It boils down to numbers, the realities of the force, and need or lack thereof.
For reference about 16,000,000 Americans served in uniform during WW2. 11m or so were in the Army/Army Air Forces. But just 650k were ever in the Marine Corps. The Army fielded a grand total of 91 Divisions, the Marine Corps just 6, and of course numerous independent, garrison, and support elements were part of each.

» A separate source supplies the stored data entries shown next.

//! # cart-loader: File Access for the Cart Parser
//!
//! This crate reads cart CSV files and runs them through `cart-core`.
//!
//! ## Architecture Position
//! ```text
//! ┌─────────────────────────────────────────────────────────────────────────┐
//! │                        Cart Parser Data Flow                            │
//! │                                                                         │
//! │  Caller: parser.parse("cart.csv")                                      │
//! │       │                                                                 │
//! │       ▼                                                                 │
//! │  ┌─────────────────────────────────────────────────────────────────┐   │
//! │  │                   cart-loader (THIS CRATE)                      │   │
//! │  │                                                                 │   │
//! │  │   ┌───────────────┐    ┌───────────────┐    ┌──────────────┐  │   │
//! │  │   │   FileReader  │    │  CartParser   │    │ ParserConfig │  │   │
//! │  │   │  (reader.rs)  │───►│  (parser.rs)  │◄───│ (config.rs)  │  │   │
//! │  │   │   FsReader    │    │ parse()       │    │ schema.toml  │  │   │
//! │  │   └───────────────┘    └───────┬───────┘    └──────────────┘  │   │
//! │  │                                │                                │   │
//! │  └────────────────────────────────┼────────────────────────────────┘   │
//! │                                   ▼                                     │
//! │  ┌─────────────────────────────────────────────────────────────────┐   │
//! │  │   cart-core: Validator, LineParser, calc_total (pure)           │   │
//! │  └─────────────────────────────────────────────────────────────────┘   │
//! └─────────────────────────────────────────────────────────────────────────┘
//! ```
//!
//! ## Module Organization
//!
//! - [`parser`] - `CartParser`, the public entry point
//! - [`reader`] - File-read collaborator
//! - [`config`] - Schema configuration loading
//! - [`error`] - Loader error types
//!
//! ## Usage
//!
//! ```rust,ignore
//! use cart_loader::{CartParser, LoaderError, ParserConfig};
//!
//! let parser = CartParser::from_config(ParserConfig::load(None)?);
//!
//! match parser.parse("cart.csv") {
//!     Ok(cart) => println!("total: {:.2}", cart.total()),
//!     Err(LoaderError::ValidationFailed(errors)) => {
//!         for err in errors {
//!             eprintln!("{}", err);
//!         }
//!     }
//!     Err(err) => eprintln!("{}", err),
//! }
//! ```

// =============================================================================
// Module Declarations
// =============================================================================

pub mod config;
pub mod error;
pub mod parser;
pub mod reader;

// =============================================================================
// Re-exports
// =============================================================================

pub use config::{ParserConfig, SCHEMA_PATH_ENV};
pub use error::{LoaderError, LoaderResult};
pub use parser::CartParser;
pub use reader::{FileReader, FsReader};
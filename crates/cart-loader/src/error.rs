//! # Loader Error Types
//!
//! Error types for reading and parsing cart files.
//!
//! ## Error Flow
//! ```text
//! ┌─────────────────────────────────────────────────────────────────────────┐
//! │                    Error Propagation                                    │
//! │                                                                         │
//! │  std::io::Error ──────────► EmptyPath / FileNotFound / ReadFailed       │
//! │                                                                         │
//! │  Vec<ValidationError> ────► ValidationFailed (whole batch)             │
//! │   (non-empty)                                                           │
//! │                                                                         │
//! │  CoreError ───────────────► Core (EmptyContent, InvalidSchema, ...)    │
//! │                                                                         │
//! │  toml errors ─────────────► ConfigLoadFailed / ConfigSaveFailed        │
//! └─────────────────────────────────────────────────────────────────────────┘
//! ```

use cart_core::{CoreError, ValidationError};
use thiserror::Error;

/// Errors from the loader layer.
#[derive(Debug, Error)]
pub enum LoaderError {
    // =========================================================================
    // I/O Errors
    // =========================================================================
    /// No path given.
    #[error("File path is empty")]
    EmptyPath,

    /// Path doesn't resolve to a file.
    #[error("File not found: {0}")]
    FileNotFound(String),

    /// Path exists but can't be read as UTF-8 text.
    ///
    /// ## When This Occurs
    /// - Path is a directory
    /// - Permission denied
    /// - File isn't valid UTF-8
    #[error("Failed to read {path}: {source}")]
    ReadFailed {
        path: String,
        source: std::io::Error,
    },

    // =========================================================================
    // Document Errors
    // =========================================================================
    /// The document has one or more defects. Carries all of them.
    #[error("Validation failed with {} error(s)", .0.len())]
    ValidationFailed(Vec<ValidationError>),

    /// Core operation failed (empty content, malformed line, bad schema).
    #[error(transparent)]
    Core(#[from] CoreError),

    // =========================================================================
    // Configuration Errors
    // =========================================================================
    /// Schema config file couldn't be read or parsed.
    #[error("Failed to load config: {0}")]
    ConfigLoadFailed(String),

    /// Schema config couldn't be written.
    #[error("Failed to save config: {0}")]
    ConfigSaveFailed(String),
}

impl LoaderError {
    /// Creates a ReadFailed error.
    pub fn read_failed(path: impl Into<String>, source: std::io::Error) -> Self {
        LoaderError::ReadFailed {
            path: path.into(),
            source,
        }
    }

    /// Whether this error came from reading the input file.
    pub fn is_io(&self) -> bool {
        matches!(
            self,
            LoaderError::EmptyPath | LoaderError::FileNotFound(_) | LoaderError::ReadFailed { .. }
        )
    }

    /// The validation errors, if this is a rejected document.
    pub fn validation_errors(&self) -> Option<&[ValidationError]> {
        match self {
            LoaderError::ValidationFailed(errors) => Some(errors.as_slice()),
            _ => None,
        }
    }
}

impl From<toml::de::Error> for LoaderError {
    fn from(err: toml::de::Error) -> Self {
        LoaderError::ConfigLoadFailed(err.to_string())
    }
}

impl From<toml::ser::Error> for LoaderError {
    fn from(err: toml::ser::Error) -> Self {
        LoaderError::ConfigSaveFailed(err.to_string())
    }
}

/// Result type for loader operations.
pub type LoaderResult<T> = Result<T, LoaderError>;
//! # Cart Parser
//!
//! Reads a cart file and turns it into a [`ParseResult`].
//!
//! ## Parse Flow
//! ```text
//! ┌─────────────────────────────────────────────────────────────────────────┐
//! │  parse("cart.csv")                                                      │
//! │       │                                                                 │
//! │       ▼                                                                 │
//! │  read_file ──── I/O error? ──────────────► Err(EmptyPath/FileNotFound/ │
//! │       │                                        ReadFailed)              │
//! │       ▼                                                                 │
//! │  validate ───── empty? ──────────────────► Err(Core(EmptyContent))     │
//! │       │                                                                 │
//! │       ├──────── any defects? ────────────► Err(ValidationFailed(all))  │
//! │       ▼                                                                 │
//! │  parse_line (each data row)                                             │
//! │       │                                                                 │
//! │       ▼                                                                 │
//! │  calc_total ──────────────────────────────► Ok(ParseResult)            │
//! └─────────────────────────────────────────────────────────────────────────┘
//! ```

use std::path::Path;

use cart_core::id::UuidGenerator;
use cart_core::records::data_rows;
use cart_core::{
    calc_total, CartItem, IdGenerator, LineParser, ParseResult, Schema, ValidationError, Validator,
};
use tracing::{debug, info, warn};

use crate::config::ParserConfig;
use crate::error::{LoaderError, LoaderResult};
use crate::reader::{FileReader, FsReader};

/// Parses cart CSV files against a schema.
///
/// Owns its schema, its file reader and its id generator. Each call is
/// independent; nothing is cached between calls.
///
/// ## Usage
/// ```rust,no_run
/// use cart_loader::CartParser;
///
/// let parser = CartParser::new();
/// let cart = parser.parse("samples/cart.csv")?;
/// println!("{} items, total {:.2}", cart.item_count(), cart.total());
/// # Ok::<(), cart_loader::LoaderError>(())
/// ```
#[derive(Debug)]
pub struct CartParser<R = FsReader, G = UuidGenerator> {
    schema: Schema,
    reader: R,
    ids: G,
}

impl CartParser {
    /// Default schema, file system reader, UUID ids.
    pub fn new() -> Self {
        Self::with_parts(Schema::default(), FsReader, UuidGenerator)
    }

    /// Builds a parser from loaded configuration.
    pub fn from_config(config: ParserConfig) -> Self {
        Self::with_parts(config.schema, FsReader, UuidGenerator)
    }
}

impl Default for CartParser {
    fn default() -> Self {
        Self::new()
    }
}

impl<R: FileReader, G: IdGenerator> CartParser<R, G> {
    pub fn with_parts(schema: Schema, reader: R, ids: G) -> Self {
        CartParser {
            schema,
            reader,
            ids,
        }
    }

    pub fn schema(&self) -> &Schema {
        &self.schema
    }

    /// Reads, validates and parses a cart file.
    ///
    /// ## Errors
    /// - I/O errors from the reader, unchanged
    /// - `Core(EmptyContent)` if the file has no text
    /// - `ValidationFailed` with every defect if the document doesn't conform
    pub fn parse(&self, path: impl AsRef<Path>) -> LoaderResult<ParseResult> {
        let path = path.as_ref();
        info!(path = %path.display(), "Parsing cart file");

        let content = self.read_file(path)?;

        let errors = self.validate(&content)?;
        if !errors.is_empty() {
            warn!(
                path = %path.display(),
                error_count = errors.len(),
                "Cart file failed validation"
            );
            return Err(LoaderError::ValidationFailed(errors));
        }

        let lines = LineParser::new(&self.schema, &self.ids);
        let items = data_rows(&content)?
            .iter()
            .map(|row| lines.parse_record(&row.cells))
            .collect::<Result<Vec<_>, _>>()?;
        debug!(count = items.len(), "Parsed cart lines");

        let result = ParseResult::new(items);
        info!(
            items = result.item_count(),
            total = result.total(),
            "Cart file parsed"
        );
        Ok(result)
    }

    /// Reads raw file contents through the configured reader.
    pub fn read_file(&self, path: impl AsRef<Path>) -> LoaderResult<String> {
        let content = self.reader.read_file(path.as_ref())?;
        debug!(bytes = content.len(), "Read cart file");
        Ok(content)
    }

    /// Validates CSV text against this parser's schema.
    ///
    /// Returns every defect found; an empty list means the text conforms.
    pub fn validate(&self, content: &str) -> LoaderResult<Vec<ValidationError>> {
        let errors = Validator::new(&self.schema).validate(content)?;
        debug!(error_count = errors.len(), "Validated cart content");
        Ok(errors)
    }

    /// Converts one data line into an item with a fresh id.
    pub fn parse_line(&self, line: &str) -> LoaderResult<CartItem> {
        Ok(LineParser::new(&self.schema, &self.ids).parse_line(line)?)
    }

    /// Total of price × quantity over `items`.
    pub fn calc_total(&self, items: &[CartItem]) -> f64 {
        calc_total(items)
    }
}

So there were a hell of a lot more soldiers to fight a global war than there were marines so send around. All 6 Marine divisions wound up in the Pacific, along with 22 Army divisions, though several of those were just arriving in the summer of 1945 and several more on deck that had previously served in Europe. So the USMC wasnt even the majority of the fighting force in the PTO. Though they did form the majority of the 2 Amphibious Corps(I/III and V) which alternated serving as the landing force in support of the Fast Carrier Force as it fought its way across the central Pacific. While the fighting in places like New Britain, New Caledonia, and the Philippines were primarily Army campaigns, while even some of the most famous battles like Okinawa saw more Army soldiers landed than Marines.

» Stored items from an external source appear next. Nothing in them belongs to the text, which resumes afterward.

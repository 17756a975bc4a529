//! # Cart Totals
//!
//! Aggregation over parsed cart items.

use crate::types::CartItem;

/// Sums the extended price (price × quantity) of every item.
///
/// Returns exactly `0.0` for an empty slice.
///
/// ## Example
/// ```rust
/// use cart_core::{calc_total, CartItem};
///
/// let items = vec![CartItem {
///     id: "1".to_string(),
///     name: "Mollis consequat".to_string(),
///     price: 9.0,
///     quantity: 2,
/// }];
/// assert_eq!(calc_total(&items), 18.0);
/// assert_eq!(calc_total(&[]), 0.0);
/// ```
pub fn calc_total(items: &[CartItem]) -> f64 {
    // Explicit fold: `Sum for f64` starts from -0.0 on recent toolchains.
    items
        .iter()
        .fold(0.0, |total, item| total + item.line_total())
}
//! # Validation Module
//!
//! Checks raw cart CSV text against a [`Schema`] and reports every defect.
//!
//! ## Validation Pass
//! ```text
//! ┌─────────────────────────────────────────────────────────────────────────┐
//! │                      One Pass, All Defects                              │
//! │                                                                         │
//! │  Row 0: header                                                          │
//! │  └── tokens != schema column names? → one HEADER_MISMATCH              │
//! │           │                                                             │
//! │           ▼                                                             │
//! │  Row 1..n: data rows (blank lines skipped)                             │
//! │  ├── cell count != column count? → one ROW_LENGTH_MISMATCH, next row   │
//! │  └── per cell: kind.accepts(value)? else → CELL_TYPE_MISMATCH          │
//! │           │                                                             │
//! │           ▼                                                             │
//! │  Vec<ValidationError> in document order (empty = valid)                │
//! └─────────────────────────────────────────────────────────────────────────┘
//! ```
//!
//! Malformed content is never an `Err`; it shows up in the returned list.
//! The only failure is content with no text in it at all.
//!
//! ## Usage
//! ```rust
//! use cart_core::{Schema, Validator};
//!
//! let schema = Schema::default();
//! let errors = Validator::new(&schema)
//!     .validate("Product name,Price,Quantity\nMollis consequat,9.00,2\n")
//!     .unwrap();
//! assert!(errors.is_empty());
//! ```

use crate::error::{CoreError, CoreResult, ValidationError};
use crate::records::{read_rows, CsvRow};
use crate::schema::Schema;

/// Validates CSV documents against one schema.
#[derive(Debug, Clone, Copy)]
pub struct Validator<'a> {
    schema: &'a Schema,
}

impl<'a> Validator<'a> {
    pub fn new(schema: &'a Schema) -> Self {
        Validator { schema }
    }

    /// Validates a whole document.
    ///
    /// ## Returns
    /// - `Ok(vec![])` if the document conforms
    /// - `Ok(errors)` with every defect found, in document order
    /// - `Err(CoreError::EmptyContent)` if there is nothing to validate
    pub fn validate(&self, content: &str) -> CoreResult<Vec<ValidationError>> {
        if content.trim().is_empty() {
            return Err(CoreError::EmptyContent);
        }

        let mut rows = read_rows(content)?.into_iter();
        let mut errors = Vec::new();

        if let Some(header) = rows.next() {
            if let Some(err) = self.check_header(&header) {
                errors.push(err);
            }
        }

        for row in rows {
            self.check_row(&row, &mut errors);
        }

        Ok(errors)
    }

    fn check_header(&self, header: &CsvRow) -> Option<ValidationError> {
        if header.cells.iter().eq(self.schema.column_names()) {
            None
        } else {
            Some(ValidationError::header_mismatch(
                &self.schema.header_line(),
                &header.line(),
            ))
        }
    }

    fn check_row(&self, row: &CsvRow, errors: &mut Vec<ValidationError>) {
        // Cell checks on a short or long row would only repeat the same defect.
        if row.cells.len() != self.schema.len() {
            errors.push(ValidationError::row_length_mismatch(
                row.row,
                self.schema.len(),
                row.cells.len(),
            ));
            return;
        }

        for (column, value) in self.schema.columns().iter().zip(row.cells.iter()) {
            if !column.kind.accepts(value) {
                errors.push(ValidationError::cell_type_mismatch(
                    row.row,
                    column.name.as_str(),
                    column.kind,
                    value,
                ));
            }
        }
    }
}

/// Validates `content` against `schema`. See [`Validator::validate`].
pub fn validate(schema: &Schema, content: &str) -> CoreResult<Vec<ValidationError>> {
    Validator::new(schema).validate(content)
}

// =============================================================================
// Unit Tests
// =============================================================================
//! # Domain Types
//!
//! The values a parsed cart is made of.
//!
//! ## Type Hierarchy
//! ```text
//! ┌─────────────────────────────────────────────────────────────────────────┐
//! │                         Domain Types                                    │
//! │                                                                         │
//! │  ┌─────────────────────────┐        ┌─────────────────┐                │
//! │  │      ParseResult        │        │    CartItem     │                │
//! │  │  ─────────────────────  │ 1    * │  ─────────────  │                │
//! │  │  items ─────────────────┼───────►│  id (UUID)      │                │
//! │  │  total (derived)        │        │  name           │                │
//! │  └─────────────────────────┘        │  price (> 0)    │                │
//! │                                     │  quantity (> 0) │                │
//! │                                     └─────────────────┘                │
//! └─────────────────────────────────────────────────────────────────────────┘
//! ```

use serde::{Deserialize, Serialize};

use crate::total::calc_total;

// =============================================================================
// Cart Item
// =============================================================================

/// One line of a parsed cart.
#[derive(Debug, Clone, PartialEq, Serialize, Deserialize)]
pub struct CartItem {
    /// Generated identifier, unique within the process.
    pub id: String,

    /// Product name, trimmed.
    pub name: String,

    /// Unit price.
    pub price: f64,

    /// Number of units.
    pub quantity: u32,
}

impl CartItem {
    /// Extended price (unit price × quantity).
    #[inline]
    pub fn line_total(&self) -> f64 {
        self.price * f64::from(self.quantity)
    }
}

// =============================================================================
// Parse Result
// =============================================================================

/// A parsed cart: its items and their total.
///
/// The total is computed once from the items when the result is built, and
/// the fields are private so the two can't drift apart.
#[derive(Debug, Clone, PartialEq, Serialize)]
pub struct ParseResult {
    items: Vec<CartItem>,
    total: f64,
}

impl ParseResult {
    pub fn new(items: Vec<CartItem>) -> Self {
        let total = calc_total(&items);
        ParseResult { items, total }
    }

    pub fn items(&self) -> &[CartItem] {
        &self.items
    }

    pub fn total(&self) -> f64 {
        self.total
    }

    /// Number of line items.
    pub fn item_count(&self) -> usize {
        self.items.len()
    }

    /// Sum of quantities over all items.
    pub fn total_quantity(&self) -> u64 {
        self.items.iter().map(|i| u64::from(i.quantity)).sum()
    }
}

// =============================================================================
// Unit Tests
// =============================================================================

But why was the USMC so small? Well it comes down to mission, and budgetary battles in the interwar. The nation didnt need 2 armies, and the role of Marines, and which the USMC carved out, was as the small expeditionary force. It didnt need to be big, just enough to fight in the Imperial police actions in the Caribbean and Central America, and to seize and defend forward bases for the Navy.
So if the USMC is going to be joined at the hip to the Navy and had spent the past 20 years thinking about how to support a cartwheeling naval offensive, it is a no brainer that they will be concentrated where they would be doing the most cooperation in the theater dominated by the naval war.